**EXERCISE DETAILS:** Go over each line of the entries below, count those with "ImageFolderConfig", and give only the count.

DATA SHOWN below:

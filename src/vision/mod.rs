/*
 * @Author       : 老董
 * @Description  : 本模块提供计算机视觉相关的功能。
 *                 在本模块中，不严谨地说：
 *                 1. 所谓的image/图像是指8位RGB格式的图像，其他格式在加载时统一转换；
 *                 2. 图像张量的形状为[高, 宽, 通道]，即行优先的HWC排列。
 */

use std::path::Path;

use image::imageops::FilterType;
use image::{DynamicImage, ImageError, ImageReader};

use crate::errors::VisionError;
use crate::tensor::Tensor;
use crate::utils::traits::dynamic_image::TraitForDynamicImage;


pub struct Vision;

impl Vision {
    /// 将本地的图像解码为`DynamicImage`
    ///
    /// 图像格式优先根据文件内容判断，判断不出时才参考扩展名，
    /// 因此扩展名与实际格式不符（如png内容存成了.jpg）的文件也能正常解码。
    /// 文件不可读、被截断或根本不是图像时返回错误。
    pub fn load_image<P: AsRef<Path>>(path: P) -> Result<DynamicImage, ImageError> {
        let reader = ImageReader::open(path.as_ref())?.with_guessed_format()?;
        reader.decode()
    }

    /// 调整图像大小
    /// * `image` - 原始图像
    /// * `height` - 调整后的高度
    /// * `width` - 调整后的宽度
    /// * `filter` - 重采样方式
    ///
    /// 不保持宽高比，直接拉伸到目标尺寸。
    pub fn resize_image(
        image: &DynamicImage,
        height: usize,
        width: usize,
        filter: FilterType,
    ) -> DynamicImage {
        image.resize_exact(width as u32, height as u32, filter)
    }

    /// 加载本地图像并转换为形状为`[height, width, 3]`的RGB张量（像素值在[0,255]之间）
    ///
    /// 先转成RGB再缩放，故alpha通道、调色板等信息不会参与插值。
    pub fn load_rgb_tensor<P: AsRef<Path>>(
        path: P,
        height: usize,
        width: usize,
        filter: FilterType,
    ) -> Result<Tensor, ImageError> {
        let image = Self::load_image(path)?;
        let rgb = DynamicImage::ImageRgb8(image.to_rgb8());
        Ok(Self::resize_image(&rgb, height, width, filter).to_rgb_tensor())
    }

    /// 将像素值在[0,1]之间的RGB图像张量保存为本地图像，格式由扩展名决定
    pub fn save_image<P: AsRef<Path>>(tensor: &Tensor, path: P) -> Result<(), VisionError> {
        let image = tensor.to_rgb_image()?;
        image.save(path.as_ref())?;
        Ok(())
    }
}
/*
 * @Author       : 老董
 * @Description  : 数据集准备流程：加载 → 堆叠 → 标签编码 → 摘要
 */

use std::fmt;
use std::path::Path;

use super::datasets::{ImageFolderConfig, ImageFolderDataset};
use super::error::DataError;
use super::label_encoder::LabelEncoder;
use super::split::{LoadFailure, Split};
use super::transforms::one_hot;
use crate::tensor::Tensor;

/// 准备好的数据集：堆叠后的图像张量 + 原始标签 + 整数编码
#[derive(Debug)]
pub struct PreparedDataset {
    /// [训练样本数, 高, 宽, 3]
    train_images: Tensor,
    train_labels: Vec<String>,
    train_codes: Vec<usize>,
    /// [测试样本数, 高, 宽, 3]
    test_images: Tensor,
    test_labels: Vec<String>,
    test_codes: Vec<usize>,
    /// 由训练集标签拟合
    encoder: LabelEncoder,
    failures: Vec<LoadFailure>,
}

/// 便捷 API：以默认配置（128x128、jpg/jpeg/png）准备 `root` 下的数据集
pub fn prepare_dataset<P: AsRef<Path>>(root: P) -> Result<PreparedDataset, DataError> {
    prepare_dataset_with(&ImageFolderConfig::new(root))
}

/// 完整准备流程
///
/// # 错误
/// - 根目录或划分目录不存在：[`DataError::DirectoryNotFound`]
/// - 测试集中出现训练集没有的类别：[`DataError::UnknownLabel`]
pub fn prepare_dataset_with(config: &ImageFolderConfig) -> Result<PreparedDataset, DataError> {
    let dataset = ImageFolderDataset::load(config)?;

    let image_shape = config.image_shape();
    let train_images = dataset.training().stack_images(&image_shape)?;
    let test_images = dataset.testing().stack_images(&image_shape)?;

    let mut encoder = LabelEncoder::new();
    let train_codes = encoder.fit_transform(dataset.training().labels());
    let test_codes = encoder.transform(dataset.testing().labels())?;

    // 图像已堆叠，逐样本的张量不再需要
    let (training, testing, failures) = dataset.into_parts();
    let (_, train_labels) = training.into_parts();
    let (_, test_labels) = testing.into_parts();

    Ok(PreparedDataset {
        train_images,
        train_labels,
        train_codes,
        test_images,
        test_labels,
        test_codes,
        encoder,
        failures,
    })
}

impl PreparedDataset {
    pub fn train_images(&self) -> &Tensor {
        &self.train_images
    }

    pub fn train_labels(&self) -> &[String] {
        &self.train_labels
    }

    pub fn train_codes(&self) -> &[usize] {
        &self.train_codes
    }

    pub fn test_images(&self) -> &Tensor {
        &self.test_images
    }

    pub fn test_labels(&self) -> &[String] {
        &self.test_labels
    }

    pub fn test_codes(&self) -> &[usize] {
        &self.test_codes
    }

    pub fn encoder(&self) -> &LabelEncoder {
        &self.encoder
    }

    /// 按编码顺序排列的类别名
    pub fn classes(&self) -> &[String] {
        self.encoder.classes()
    }

    pub fn failures(&self) -> &[LoadFailure] {
        &self.failures
    }

    /// 指定划分标签的 one-hot 编码，形状 [样本数, 类别数]
    pub fn one_hot_labels(&self, split: Split) -> Tensor {
        let codes = match split {
            Split::Training => &self.train_codes,
            Split::Testing => &self.test_codes,
        };
        one_hot(codes, self.encoder.num_classes())
    }
}

impl fmt::Display for PreparedDataset {
    fn fmt(&self, f: &mut fmt::Formatter<'_>) -> fmt::Result {
        writeln!(f, "类别: {:?}", self.classes())?;
        writeln!(f, "训练集形状: {:?}", self.train_images.shape())?;
        writeln!(f, "测试集形状: {:?}", self.test_images.shape())?;
        write!(f, "跳过的文件: {}", self.failures.len())
    }
}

End of DATA SHOWN.

**SOLUTION TO THE PROBLEM:** 3